What is expected: After locating the line that contains "self.groups.get(owner).map(Vec::as_slice)" in the records below, write out exactly that line and each line after it through the one that contains "pub fn clear(&mut", and nothing else.

Dataset content:
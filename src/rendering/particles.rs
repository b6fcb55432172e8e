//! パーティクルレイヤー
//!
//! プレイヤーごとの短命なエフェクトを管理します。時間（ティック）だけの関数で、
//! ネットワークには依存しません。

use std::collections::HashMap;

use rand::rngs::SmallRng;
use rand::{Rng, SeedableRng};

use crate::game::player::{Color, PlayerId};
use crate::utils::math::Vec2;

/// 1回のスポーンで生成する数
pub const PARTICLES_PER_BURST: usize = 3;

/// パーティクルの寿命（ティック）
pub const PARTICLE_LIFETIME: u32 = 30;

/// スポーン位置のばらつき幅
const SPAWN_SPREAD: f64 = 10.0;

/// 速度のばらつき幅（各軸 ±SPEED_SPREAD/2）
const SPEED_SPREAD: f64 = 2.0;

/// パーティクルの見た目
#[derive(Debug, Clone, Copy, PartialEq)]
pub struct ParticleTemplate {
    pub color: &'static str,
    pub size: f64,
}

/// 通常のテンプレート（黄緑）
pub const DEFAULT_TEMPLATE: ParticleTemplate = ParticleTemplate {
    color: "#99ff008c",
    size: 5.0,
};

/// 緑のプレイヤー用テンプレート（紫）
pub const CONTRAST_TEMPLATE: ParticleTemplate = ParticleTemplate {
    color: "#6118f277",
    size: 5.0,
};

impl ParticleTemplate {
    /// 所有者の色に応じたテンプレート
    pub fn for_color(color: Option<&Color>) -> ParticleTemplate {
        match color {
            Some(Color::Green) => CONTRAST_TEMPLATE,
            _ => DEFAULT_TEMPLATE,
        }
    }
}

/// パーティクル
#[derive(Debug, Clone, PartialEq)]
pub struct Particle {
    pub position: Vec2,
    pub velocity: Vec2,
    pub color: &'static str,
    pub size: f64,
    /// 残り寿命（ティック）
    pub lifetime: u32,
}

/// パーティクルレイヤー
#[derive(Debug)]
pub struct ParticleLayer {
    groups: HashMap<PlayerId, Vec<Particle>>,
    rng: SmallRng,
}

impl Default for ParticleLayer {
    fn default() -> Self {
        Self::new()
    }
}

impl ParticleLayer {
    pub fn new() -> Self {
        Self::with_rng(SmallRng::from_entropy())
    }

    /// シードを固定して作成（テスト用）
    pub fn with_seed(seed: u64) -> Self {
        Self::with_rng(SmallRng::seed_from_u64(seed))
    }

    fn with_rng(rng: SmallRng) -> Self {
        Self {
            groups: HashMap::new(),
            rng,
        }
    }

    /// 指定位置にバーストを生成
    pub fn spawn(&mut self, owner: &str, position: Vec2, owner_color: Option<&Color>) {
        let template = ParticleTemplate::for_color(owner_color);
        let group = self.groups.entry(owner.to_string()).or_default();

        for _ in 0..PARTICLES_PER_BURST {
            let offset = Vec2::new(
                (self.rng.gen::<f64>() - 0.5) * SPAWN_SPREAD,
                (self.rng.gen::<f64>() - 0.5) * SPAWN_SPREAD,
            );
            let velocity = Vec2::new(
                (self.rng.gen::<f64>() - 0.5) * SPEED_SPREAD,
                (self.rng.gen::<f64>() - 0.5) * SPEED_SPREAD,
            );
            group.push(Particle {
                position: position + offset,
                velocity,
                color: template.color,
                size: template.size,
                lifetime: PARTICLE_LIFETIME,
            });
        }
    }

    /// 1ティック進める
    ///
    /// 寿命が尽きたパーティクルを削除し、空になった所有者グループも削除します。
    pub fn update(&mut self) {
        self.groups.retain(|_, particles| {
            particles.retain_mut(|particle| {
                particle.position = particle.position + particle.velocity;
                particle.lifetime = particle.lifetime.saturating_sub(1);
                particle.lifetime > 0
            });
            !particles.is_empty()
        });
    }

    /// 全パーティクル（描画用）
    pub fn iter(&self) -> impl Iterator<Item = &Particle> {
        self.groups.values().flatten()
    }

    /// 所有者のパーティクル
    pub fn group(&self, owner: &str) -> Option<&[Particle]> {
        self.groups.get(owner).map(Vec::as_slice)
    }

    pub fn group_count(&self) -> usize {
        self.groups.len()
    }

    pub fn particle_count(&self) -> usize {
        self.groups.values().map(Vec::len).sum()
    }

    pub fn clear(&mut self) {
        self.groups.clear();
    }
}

Output:
        self.groups.get(owner).map(Vec::as_slice)
    }

    pub fn group_count(&self) -> usize {
        self.groups.len()
    }

    pub fn particle_count(&self) -> usize {
        self.groups.values().map(Vec::len).sum()
    }

    pub fn clear(&mut self) {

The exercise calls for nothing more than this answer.